Your task
Where does the word "DefaultMakeSpan" show up in the records? Copy every line that has it.

[Collected data]
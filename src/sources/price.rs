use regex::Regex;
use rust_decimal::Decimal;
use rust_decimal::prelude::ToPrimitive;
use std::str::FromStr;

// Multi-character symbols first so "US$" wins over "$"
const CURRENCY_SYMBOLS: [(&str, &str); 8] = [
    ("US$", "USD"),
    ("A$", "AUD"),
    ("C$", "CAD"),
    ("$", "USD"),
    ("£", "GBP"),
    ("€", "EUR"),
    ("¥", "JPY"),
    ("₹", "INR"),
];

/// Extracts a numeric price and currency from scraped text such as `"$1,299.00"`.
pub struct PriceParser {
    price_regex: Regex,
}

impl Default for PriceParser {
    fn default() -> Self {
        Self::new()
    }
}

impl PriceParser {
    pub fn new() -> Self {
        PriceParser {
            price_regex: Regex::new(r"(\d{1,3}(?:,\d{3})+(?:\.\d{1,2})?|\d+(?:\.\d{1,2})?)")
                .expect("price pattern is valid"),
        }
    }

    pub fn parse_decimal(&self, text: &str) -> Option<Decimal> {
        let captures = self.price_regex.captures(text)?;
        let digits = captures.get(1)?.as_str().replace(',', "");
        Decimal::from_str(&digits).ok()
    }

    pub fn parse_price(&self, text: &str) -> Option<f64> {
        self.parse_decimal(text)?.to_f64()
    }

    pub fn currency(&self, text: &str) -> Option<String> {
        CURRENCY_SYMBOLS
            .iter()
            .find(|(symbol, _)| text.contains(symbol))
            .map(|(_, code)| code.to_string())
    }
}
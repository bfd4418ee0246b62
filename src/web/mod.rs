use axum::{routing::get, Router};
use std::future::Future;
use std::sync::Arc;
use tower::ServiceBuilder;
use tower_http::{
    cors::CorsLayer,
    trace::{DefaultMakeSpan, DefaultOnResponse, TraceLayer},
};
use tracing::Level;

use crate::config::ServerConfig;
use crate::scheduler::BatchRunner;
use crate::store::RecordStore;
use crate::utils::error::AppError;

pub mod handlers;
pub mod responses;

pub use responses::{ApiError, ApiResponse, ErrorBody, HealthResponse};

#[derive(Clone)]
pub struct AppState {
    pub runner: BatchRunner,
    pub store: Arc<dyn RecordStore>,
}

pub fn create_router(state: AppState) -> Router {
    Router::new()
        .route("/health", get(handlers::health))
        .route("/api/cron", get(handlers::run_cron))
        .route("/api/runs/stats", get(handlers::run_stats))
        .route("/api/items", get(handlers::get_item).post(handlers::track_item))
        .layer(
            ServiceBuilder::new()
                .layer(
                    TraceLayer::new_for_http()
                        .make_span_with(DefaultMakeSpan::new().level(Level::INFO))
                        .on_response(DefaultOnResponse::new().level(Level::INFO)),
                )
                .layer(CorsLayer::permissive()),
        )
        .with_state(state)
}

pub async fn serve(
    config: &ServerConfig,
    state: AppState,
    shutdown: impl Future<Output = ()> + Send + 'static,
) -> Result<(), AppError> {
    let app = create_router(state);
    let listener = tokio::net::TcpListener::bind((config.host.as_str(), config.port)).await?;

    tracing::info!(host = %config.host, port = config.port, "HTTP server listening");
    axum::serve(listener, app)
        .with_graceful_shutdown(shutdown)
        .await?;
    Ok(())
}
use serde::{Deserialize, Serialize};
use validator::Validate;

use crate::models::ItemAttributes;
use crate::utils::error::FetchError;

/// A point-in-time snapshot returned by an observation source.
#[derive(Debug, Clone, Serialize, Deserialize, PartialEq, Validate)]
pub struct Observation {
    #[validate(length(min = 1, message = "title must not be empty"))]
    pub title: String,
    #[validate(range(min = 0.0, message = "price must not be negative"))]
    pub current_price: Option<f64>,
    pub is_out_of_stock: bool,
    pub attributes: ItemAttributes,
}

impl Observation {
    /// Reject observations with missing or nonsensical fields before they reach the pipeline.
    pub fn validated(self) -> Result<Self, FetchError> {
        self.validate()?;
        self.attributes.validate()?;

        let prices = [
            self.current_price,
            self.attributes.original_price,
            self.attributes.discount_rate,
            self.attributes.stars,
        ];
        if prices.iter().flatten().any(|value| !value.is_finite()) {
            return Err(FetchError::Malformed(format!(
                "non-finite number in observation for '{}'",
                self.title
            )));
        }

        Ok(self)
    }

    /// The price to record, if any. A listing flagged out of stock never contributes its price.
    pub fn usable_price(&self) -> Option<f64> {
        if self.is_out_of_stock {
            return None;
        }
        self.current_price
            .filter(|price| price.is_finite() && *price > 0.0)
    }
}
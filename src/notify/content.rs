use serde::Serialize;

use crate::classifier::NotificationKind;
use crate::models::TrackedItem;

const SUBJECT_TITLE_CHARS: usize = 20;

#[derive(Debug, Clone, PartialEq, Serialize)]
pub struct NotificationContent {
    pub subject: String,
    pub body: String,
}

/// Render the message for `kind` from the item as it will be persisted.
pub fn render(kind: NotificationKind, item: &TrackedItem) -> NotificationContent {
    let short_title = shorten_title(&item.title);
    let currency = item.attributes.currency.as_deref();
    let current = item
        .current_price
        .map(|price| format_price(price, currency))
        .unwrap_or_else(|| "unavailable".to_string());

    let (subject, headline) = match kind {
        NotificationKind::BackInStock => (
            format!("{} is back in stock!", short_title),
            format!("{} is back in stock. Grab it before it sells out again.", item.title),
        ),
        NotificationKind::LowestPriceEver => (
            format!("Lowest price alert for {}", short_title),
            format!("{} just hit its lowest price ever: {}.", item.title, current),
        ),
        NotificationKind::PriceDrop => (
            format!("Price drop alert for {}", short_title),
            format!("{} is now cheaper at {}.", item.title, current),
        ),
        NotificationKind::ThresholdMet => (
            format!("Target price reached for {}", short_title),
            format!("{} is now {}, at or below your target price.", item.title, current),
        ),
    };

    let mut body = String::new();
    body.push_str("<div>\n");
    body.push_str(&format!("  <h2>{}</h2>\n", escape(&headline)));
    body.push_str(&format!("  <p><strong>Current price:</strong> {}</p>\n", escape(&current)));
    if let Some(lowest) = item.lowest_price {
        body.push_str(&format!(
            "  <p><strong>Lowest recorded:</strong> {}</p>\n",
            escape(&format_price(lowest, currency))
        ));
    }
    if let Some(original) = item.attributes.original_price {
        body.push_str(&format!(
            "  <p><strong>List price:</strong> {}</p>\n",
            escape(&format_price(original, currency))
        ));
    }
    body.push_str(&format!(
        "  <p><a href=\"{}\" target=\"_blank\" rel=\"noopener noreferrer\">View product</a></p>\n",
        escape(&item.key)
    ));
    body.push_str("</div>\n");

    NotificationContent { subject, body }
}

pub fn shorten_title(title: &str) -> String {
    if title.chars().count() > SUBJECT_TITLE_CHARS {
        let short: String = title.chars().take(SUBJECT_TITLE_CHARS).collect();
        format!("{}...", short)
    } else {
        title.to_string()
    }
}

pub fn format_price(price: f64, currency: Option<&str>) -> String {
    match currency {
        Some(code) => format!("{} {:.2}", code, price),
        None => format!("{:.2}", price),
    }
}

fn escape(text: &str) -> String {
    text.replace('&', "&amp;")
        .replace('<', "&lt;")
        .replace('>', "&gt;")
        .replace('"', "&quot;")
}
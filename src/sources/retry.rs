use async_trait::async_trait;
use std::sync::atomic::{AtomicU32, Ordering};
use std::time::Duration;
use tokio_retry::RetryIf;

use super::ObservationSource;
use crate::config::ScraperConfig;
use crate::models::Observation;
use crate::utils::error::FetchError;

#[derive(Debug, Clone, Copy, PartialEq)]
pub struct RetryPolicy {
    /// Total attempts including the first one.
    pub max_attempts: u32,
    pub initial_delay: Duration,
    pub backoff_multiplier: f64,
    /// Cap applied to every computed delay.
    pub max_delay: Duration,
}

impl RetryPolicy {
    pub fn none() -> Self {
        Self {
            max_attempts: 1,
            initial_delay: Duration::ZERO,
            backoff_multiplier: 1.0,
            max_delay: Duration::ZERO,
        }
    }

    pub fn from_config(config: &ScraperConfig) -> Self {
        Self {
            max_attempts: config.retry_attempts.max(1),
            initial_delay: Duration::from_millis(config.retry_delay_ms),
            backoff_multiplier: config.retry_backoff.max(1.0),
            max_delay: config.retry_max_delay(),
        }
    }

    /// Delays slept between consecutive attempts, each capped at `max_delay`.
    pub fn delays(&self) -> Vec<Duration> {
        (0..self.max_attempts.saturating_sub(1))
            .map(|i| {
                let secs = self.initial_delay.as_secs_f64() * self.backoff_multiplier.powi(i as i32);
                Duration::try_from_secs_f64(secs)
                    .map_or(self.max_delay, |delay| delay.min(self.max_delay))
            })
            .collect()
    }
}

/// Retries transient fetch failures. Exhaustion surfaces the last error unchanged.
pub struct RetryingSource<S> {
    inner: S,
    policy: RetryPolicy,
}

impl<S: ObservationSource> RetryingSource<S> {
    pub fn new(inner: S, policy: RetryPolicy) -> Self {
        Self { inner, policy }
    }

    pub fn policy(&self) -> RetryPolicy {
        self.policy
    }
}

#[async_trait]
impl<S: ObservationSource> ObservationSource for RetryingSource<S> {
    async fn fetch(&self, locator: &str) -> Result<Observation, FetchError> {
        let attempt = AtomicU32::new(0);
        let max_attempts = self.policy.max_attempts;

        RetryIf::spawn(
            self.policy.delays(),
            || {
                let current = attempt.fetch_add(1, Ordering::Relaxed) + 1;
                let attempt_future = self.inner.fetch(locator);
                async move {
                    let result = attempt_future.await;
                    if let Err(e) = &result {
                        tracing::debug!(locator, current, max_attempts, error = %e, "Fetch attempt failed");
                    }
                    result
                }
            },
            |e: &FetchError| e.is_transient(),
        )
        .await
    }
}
* * *
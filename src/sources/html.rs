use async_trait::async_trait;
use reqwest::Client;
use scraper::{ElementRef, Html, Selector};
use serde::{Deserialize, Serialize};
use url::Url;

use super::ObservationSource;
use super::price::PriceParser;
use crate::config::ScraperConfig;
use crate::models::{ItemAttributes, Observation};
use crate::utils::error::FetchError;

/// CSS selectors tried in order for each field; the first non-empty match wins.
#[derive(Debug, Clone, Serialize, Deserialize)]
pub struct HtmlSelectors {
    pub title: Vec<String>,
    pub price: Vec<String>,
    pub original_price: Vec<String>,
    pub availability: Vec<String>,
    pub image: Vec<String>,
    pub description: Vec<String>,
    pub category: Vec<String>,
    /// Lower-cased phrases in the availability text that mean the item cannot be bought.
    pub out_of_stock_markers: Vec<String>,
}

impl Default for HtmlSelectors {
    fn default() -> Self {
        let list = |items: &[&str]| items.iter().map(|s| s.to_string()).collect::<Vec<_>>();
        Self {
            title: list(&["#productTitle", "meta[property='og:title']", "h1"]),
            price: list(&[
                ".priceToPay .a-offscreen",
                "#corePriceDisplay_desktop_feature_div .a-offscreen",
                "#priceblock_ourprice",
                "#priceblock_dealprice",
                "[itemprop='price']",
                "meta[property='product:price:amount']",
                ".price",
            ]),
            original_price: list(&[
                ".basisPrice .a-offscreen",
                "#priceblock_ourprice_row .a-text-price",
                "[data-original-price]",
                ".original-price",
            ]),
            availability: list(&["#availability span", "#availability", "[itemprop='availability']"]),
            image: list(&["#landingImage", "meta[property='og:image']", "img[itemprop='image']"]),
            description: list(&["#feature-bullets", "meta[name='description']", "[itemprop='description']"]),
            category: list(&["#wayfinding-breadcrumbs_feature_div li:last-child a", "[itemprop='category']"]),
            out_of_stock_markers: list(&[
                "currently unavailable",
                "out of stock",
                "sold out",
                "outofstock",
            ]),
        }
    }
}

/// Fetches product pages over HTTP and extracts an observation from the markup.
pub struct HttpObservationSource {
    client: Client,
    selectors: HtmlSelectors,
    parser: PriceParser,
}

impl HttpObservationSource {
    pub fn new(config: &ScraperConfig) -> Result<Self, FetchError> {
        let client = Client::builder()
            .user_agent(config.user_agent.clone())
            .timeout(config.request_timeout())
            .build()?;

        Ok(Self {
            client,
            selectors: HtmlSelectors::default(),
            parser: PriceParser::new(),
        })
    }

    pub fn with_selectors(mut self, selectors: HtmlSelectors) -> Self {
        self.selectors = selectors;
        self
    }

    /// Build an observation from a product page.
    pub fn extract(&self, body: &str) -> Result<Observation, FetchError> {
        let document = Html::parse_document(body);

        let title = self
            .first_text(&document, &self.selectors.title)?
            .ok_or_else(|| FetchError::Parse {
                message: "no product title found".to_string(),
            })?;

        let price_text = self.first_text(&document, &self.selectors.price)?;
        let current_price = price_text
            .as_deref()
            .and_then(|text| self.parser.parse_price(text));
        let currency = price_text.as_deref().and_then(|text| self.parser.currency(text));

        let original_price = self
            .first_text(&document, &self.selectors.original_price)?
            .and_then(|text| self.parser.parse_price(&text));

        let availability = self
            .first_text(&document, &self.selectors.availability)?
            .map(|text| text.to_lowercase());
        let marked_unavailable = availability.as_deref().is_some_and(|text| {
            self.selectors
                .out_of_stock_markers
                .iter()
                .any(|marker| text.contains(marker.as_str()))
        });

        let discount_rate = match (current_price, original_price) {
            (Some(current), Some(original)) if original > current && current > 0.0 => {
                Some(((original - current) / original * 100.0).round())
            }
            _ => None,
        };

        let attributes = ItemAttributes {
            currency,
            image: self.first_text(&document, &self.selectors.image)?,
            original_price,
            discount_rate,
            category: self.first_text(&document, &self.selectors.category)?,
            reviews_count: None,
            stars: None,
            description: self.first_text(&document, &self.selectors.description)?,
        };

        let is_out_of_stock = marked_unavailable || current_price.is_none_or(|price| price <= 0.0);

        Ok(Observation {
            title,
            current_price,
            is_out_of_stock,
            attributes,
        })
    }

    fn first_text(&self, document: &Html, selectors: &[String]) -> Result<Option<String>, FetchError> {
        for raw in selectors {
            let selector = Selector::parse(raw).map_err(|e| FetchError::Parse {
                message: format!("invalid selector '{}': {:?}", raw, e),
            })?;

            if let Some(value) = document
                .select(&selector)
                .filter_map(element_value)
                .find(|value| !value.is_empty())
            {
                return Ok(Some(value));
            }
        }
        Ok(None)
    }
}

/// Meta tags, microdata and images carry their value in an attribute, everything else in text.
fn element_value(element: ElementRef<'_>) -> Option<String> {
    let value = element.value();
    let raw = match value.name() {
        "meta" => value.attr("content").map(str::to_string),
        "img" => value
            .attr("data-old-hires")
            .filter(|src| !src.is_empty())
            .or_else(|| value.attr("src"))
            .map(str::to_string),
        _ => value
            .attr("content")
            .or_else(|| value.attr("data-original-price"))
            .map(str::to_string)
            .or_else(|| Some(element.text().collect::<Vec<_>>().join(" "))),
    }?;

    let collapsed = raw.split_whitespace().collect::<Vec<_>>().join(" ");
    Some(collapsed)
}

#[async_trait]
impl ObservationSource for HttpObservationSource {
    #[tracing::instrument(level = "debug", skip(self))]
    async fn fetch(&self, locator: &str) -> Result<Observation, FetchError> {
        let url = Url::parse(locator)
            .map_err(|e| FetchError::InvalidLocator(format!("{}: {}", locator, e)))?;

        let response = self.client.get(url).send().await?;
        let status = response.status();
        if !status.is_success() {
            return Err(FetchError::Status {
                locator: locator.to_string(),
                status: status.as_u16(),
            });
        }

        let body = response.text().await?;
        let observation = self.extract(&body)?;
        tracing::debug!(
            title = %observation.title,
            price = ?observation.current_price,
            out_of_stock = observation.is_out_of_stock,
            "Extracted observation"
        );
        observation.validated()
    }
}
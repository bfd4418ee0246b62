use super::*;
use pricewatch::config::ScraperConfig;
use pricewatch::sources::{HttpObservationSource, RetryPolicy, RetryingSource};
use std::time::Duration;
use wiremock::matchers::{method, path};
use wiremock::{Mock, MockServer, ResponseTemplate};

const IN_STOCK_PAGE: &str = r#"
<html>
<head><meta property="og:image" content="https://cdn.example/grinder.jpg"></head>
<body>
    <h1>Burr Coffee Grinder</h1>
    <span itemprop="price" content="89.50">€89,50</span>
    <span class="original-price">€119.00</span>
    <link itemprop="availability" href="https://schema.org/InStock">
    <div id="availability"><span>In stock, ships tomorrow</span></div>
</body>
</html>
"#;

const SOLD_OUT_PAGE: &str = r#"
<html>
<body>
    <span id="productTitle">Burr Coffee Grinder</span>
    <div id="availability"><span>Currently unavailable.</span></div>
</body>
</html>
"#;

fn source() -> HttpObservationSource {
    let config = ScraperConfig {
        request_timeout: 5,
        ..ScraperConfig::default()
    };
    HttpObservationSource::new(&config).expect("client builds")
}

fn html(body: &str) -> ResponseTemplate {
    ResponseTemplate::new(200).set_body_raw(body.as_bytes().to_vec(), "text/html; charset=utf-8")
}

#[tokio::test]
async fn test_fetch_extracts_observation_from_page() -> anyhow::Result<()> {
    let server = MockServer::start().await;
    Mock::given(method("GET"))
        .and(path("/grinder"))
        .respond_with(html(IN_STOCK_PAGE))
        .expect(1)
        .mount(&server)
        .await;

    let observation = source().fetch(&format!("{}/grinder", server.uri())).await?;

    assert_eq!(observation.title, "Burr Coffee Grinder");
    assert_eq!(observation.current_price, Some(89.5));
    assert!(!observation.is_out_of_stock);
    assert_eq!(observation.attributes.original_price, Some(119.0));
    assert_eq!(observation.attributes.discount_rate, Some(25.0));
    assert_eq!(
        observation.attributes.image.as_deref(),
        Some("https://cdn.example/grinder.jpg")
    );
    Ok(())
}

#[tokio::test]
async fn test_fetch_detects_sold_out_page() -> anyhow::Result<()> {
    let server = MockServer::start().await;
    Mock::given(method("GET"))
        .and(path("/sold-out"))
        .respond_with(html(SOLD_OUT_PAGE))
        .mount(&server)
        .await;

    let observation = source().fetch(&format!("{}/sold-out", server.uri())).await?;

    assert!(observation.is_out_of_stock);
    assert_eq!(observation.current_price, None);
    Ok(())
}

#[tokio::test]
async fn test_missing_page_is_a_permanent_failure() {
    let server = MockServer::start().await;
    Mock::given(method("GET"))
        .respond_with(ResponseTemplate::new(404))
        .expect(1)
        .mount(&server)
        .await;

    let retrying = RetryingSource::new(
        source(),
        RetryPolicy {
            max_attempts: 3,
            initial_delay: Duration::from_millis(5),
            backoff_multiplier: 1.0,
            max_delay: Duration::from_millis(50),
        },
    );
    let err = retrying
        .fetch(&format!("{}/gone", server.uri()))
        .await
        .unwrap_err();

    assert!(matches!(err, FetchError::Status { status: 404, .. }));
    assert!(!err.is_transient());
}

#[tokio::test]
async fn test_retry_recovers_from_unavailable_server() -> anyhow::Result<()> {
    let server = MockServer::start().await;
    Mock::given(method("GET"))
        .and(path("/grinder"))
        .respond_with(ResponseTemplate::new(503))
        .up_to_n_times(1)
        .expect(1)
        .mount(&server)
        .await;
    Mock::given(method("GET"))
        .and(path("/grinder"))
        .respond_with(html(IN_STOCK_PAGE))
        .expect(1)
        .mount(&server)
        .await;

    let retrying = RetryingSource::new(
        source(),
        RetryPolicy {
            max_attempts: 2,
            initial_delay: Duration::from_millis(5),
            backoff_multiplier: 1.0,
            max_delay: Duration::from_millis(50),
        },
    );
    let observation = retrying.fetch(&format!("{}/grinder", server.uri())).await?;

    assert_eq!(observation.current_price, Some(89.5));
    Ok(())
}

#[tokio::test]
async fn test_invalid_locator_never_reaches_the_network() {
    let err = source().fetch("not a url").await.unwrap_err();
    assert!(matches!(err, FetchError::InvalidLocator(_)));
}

Response to this task
    trace::{DefaultMakeSpan, DefaultOnResponse, TraceLayer},
                        .make_span_with(DefaultMakeSpan::new().level(Level::INFO))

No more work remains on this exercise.